> _Assignment_: Where a line in the material beneath contains "RunSummary", count it. Give the number only.

> _Records provided_:
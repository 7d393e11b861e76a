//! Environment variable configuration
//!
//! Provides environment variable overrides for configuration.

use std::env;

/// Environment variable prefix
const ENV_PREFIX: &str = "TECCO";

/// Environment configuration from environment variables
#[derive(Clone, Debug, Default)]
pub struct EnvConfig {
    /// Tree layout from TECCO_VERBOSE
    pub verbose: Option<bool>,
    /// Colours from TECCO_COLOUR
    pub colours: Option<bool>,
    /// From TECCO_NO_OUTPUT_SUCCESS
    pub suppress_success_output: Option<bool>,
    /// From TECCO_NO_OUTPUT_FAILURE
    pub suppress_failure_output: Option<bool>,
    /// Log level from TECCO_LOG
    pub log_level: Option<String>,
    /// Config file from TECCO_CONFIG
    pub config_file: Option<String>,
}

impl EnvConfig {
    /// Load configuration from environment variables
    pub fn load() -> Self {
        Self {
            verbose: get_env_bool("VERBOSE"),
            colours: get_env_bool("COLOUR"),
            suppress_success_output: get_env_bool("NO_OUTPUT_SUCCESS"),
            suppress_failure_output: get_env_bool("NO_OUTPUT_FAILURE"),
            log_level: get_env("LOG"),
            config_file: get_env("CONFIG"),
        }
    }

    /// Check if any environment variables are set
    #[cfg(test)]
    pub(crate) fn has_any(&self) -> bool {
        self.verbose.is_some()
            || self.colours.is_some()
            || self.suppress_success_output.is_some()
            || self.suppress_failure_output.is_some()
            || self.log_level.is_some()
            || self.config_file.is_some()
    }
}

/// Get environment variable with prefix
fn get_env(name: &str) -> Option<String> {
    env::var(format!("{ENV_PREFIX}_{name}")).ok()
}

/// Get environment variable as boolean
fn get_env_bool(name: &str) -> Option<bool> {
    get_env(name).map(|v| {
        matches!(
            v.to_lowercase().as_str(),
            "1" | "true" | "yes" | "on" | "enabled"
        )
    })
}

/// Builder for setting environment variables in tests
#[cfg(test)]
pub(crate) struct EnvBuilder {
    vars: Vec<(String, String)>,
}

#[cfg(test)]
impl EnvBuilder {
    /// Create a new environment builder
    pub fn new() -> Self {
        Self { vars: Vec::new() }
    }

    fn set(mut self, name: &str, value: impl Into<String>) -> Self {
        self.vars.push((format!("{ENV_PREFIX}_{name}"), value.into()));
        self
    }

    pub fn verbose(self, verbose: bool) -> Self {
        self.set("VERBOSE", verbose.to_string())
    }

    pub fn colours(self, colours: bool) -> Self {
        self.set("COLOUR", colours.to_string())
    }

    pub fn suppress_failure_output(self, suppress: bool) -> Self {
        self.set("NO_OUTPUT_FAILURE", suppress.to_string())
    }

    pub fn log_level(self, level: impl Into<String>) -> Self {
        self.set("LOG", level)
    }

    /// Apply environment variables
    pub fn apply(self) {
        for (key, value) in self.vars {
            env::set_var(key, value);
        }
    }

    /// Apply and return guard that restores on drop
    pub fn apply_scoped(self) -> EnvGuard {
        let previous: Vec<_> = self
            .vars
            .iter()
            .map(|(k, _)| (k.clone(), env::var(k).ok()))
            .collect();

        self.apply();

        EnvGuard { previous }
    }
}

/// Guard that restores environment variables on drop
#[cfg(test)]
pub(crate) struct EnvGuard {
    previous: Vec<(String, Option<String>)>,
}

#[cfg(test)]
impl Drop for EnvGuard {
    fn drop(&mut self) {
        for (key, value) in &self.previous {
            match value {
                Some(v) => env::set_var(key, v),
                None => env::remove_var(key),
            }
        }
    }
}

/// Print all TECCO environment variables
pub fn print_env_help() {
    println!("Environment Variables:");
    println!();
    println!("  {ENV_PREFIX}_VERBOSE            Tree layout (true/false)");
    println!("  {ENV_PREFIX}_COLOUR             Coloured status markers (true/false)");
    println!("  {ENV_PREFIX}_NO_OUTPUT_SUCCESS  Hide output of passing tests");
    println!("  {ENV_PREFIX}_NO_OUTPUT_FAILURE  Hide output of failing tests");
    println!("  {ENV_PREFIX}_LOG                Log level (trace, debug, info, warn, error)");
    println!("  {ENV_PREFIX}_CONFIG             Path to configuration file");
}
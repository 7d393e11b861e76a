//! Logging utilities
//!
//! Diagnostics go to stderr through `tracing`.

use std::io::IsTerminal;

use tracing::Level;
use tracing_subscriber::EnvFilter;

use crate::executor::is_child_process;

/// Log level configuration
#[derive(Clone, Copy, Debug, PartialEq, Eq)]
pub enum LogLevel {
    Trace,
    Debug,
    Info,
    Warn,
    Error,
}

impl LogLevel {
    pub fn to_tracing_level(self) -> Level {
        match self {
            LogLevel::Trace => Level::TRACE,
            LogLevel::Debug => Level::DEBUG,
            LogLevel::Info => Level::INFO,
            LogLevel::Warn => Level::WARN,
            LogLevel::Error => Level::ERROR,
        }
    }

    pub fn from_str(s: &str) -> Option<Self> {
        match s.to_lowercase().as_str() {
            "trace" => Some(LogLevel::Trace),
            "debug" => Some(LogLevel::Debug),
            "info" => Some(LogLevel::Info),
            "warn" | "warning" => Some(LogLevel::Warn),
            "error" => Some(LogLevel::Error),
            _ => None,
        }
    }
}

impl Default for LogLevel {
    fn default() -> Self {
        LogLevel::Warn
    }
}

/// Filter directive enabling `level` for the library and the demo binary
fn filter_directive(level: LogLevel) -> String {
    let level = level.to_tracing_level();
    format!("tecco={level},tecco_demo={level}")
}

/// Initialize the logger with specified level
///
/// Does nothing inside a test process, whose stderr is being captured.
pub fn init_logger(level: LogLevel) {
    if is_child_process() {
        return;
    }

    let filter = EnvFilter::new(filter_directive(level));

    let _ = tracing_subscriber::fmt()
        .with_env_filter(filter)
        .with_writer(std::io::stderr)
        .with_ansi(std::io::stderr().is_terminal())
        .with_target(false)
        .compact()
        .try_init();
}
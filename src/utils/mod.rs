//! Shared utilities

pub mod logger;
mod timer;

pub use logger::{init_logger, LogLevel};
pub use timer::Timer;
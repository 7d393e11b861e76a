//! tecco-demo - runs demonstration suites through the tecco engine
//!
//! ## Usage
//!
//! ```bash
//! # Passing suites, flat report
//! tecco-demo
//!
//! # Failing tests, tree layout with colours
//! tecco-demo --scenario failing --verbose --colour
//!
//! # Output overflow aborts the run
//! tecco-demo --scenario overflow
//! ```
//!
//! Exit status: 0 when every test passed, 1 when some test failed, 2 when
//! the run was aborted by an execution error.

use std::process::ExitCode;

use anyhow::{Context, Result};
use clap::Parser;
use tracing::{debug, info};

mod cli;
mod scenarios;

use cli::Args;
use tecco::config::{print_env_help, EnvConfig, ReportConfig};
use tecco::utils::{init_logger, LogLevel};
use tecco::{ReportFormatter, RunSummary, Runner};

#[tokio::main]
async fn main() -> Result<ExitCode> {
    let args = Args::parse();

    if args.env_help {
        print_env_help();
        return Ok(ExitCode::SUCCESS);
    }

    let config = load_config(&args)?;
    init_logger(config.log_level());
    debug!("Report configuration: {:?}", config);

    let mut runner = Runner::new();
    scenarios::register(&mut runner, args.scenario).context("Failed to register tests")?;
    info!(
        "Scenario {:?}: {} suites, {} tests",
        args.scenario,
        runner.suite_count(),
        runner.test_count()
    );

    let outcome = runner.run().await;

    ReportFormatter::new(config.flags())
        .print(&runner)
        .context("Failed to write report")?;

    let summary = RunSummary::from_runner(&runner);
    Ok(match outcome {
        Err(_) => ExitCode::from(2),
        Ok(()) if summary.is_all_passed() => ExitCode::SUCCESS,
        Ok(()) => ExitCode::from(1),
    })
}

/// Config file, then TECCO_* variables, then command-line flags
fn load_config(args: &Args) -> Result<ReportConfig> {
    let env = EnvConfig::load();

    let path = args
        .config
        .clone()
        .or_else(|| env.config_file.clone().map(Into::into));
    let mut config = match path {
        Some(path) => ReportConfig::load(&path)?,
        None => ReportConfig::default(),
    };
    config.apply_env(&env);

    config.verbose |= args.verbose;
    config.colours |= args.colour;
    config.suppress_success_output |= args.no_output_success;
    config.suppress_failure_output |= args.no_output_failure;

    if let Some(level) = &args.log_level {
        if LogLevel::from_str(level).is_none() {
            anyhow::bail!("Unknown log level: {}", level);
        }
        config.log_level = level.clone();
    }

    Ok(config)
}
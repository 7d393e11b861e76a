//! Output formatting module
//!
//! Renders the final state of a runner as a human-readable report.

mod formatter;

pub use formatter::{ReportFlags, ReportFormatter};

* * *

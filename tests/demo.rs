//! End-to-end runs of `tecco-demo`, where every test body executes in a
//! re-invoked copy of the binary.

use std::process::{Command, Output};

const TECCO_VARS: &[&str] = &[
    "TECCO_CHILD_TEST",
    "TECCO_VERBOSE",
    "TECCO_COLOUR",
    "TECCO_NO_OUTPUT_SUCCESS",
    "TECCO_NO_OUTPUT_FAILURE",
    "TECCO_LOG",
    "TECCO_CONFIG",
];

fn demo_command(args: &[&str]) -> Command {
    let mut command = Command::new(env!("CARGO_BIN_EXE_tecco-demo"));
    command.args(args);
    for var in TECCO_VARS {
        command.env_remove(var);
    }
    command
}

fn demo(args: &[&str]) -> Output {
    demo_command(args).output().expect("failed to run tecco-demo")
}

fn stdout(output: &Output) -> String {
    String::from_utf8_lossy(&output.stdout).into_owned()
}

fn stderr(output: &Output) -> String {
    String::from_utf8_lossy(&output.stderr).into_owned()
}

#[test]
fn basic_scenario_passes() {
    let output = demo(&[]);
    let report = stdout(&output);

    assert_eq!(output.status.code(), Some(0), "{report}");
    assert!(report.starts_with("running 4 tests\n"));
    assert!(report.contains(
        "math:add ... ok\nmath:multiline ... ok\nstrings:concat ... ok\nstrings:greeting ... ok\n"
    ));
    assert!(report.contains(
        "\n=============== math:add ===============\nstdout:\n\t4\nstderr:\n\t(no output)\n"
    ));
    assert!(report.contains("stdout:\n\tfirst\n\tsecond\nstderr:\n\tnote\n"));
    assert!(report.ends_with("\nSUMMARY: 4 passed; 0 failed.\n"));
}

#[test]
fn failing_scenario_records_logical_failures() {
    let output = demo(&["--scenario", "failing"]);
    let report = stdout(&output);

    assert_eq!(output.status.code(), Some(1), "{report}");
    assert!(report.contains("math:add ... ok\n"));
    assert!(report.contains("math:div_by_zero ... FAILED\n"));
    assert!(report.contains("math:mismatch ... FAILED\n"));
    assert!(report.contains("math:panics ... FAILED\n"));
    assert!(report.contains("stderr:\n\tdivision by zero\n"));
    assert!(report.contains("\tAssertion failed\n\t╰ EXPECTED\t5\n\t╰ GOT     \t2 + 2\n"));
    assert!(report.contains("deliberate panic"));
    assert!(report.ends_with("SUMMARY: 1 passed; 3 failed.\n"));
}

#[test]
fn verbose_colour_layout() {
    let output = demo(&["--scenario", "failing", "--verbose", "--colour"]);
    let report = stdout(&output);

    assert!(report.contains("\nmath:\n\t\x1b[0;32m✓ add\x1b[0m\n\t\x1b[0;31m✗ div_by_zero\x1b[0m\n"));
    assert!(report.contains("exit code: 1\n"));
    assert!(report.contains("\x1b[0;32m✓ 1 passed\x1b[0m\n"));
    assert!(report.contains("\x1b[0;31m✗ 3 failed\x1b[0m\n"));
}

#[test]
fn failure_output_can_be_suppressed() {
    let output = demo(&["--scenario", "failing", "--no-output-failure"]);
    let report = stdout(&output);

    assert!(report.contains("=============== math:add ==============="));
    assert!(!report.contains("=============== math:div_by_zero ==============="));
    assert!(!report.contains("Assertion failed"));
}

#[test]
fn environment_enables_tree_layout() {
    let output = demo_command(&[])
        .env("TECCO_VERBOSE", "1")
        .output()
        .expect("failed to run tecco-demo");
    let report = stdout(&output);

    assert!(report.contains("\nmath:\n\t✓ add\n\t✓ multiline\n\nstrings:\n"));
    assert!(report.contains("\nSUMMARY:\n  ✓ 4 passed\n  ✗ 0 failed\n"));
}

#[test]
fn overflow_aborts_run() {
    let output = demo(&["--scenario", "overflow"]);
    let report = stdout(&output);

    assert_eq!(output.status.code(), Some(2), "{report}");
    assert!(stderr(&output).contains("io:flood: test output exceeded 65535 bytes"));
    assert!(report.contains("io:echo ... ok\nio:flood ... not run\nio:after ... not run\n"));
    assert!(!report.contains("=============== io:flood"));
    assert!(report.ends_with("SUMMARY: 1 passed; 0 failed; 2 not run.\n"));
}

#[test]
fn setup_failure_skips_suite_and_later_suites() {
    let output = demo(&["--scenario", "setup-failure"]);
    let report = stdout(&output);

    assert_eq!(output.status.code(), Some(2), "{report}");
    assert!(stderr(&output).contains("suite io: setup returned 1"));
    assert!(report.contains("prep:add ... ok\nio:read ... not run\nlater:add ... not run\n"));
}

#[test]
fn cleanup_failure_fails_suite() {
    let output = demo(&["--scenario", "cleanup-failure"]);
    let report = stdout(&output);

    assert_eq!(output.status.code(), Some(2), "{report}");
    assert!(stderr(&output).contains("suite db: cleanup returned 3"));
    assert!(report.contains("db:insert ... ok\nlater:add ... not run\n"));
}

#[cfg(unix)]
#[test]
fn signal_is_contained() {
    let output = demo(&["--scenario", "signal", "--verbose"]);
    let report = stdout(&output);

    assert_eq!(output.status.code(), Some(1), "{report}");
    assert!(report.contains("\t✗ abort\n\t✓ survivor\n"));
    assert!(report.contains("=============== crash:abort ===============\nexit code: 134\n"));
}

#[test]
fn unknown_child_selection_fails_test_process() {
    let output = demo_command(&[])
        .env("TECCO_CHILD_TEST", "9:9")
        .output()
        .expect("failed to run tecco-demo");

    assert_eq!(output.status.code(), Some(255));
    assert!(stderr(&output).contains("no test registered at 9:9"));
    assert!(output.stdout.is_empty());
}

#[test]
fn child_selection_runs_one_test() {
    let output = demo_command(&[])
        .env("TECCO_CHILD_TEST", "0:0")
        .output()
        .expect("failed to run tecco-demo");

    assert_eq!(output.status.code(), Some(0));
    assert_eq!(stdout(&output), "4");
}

> _Answer to the exercise_: 2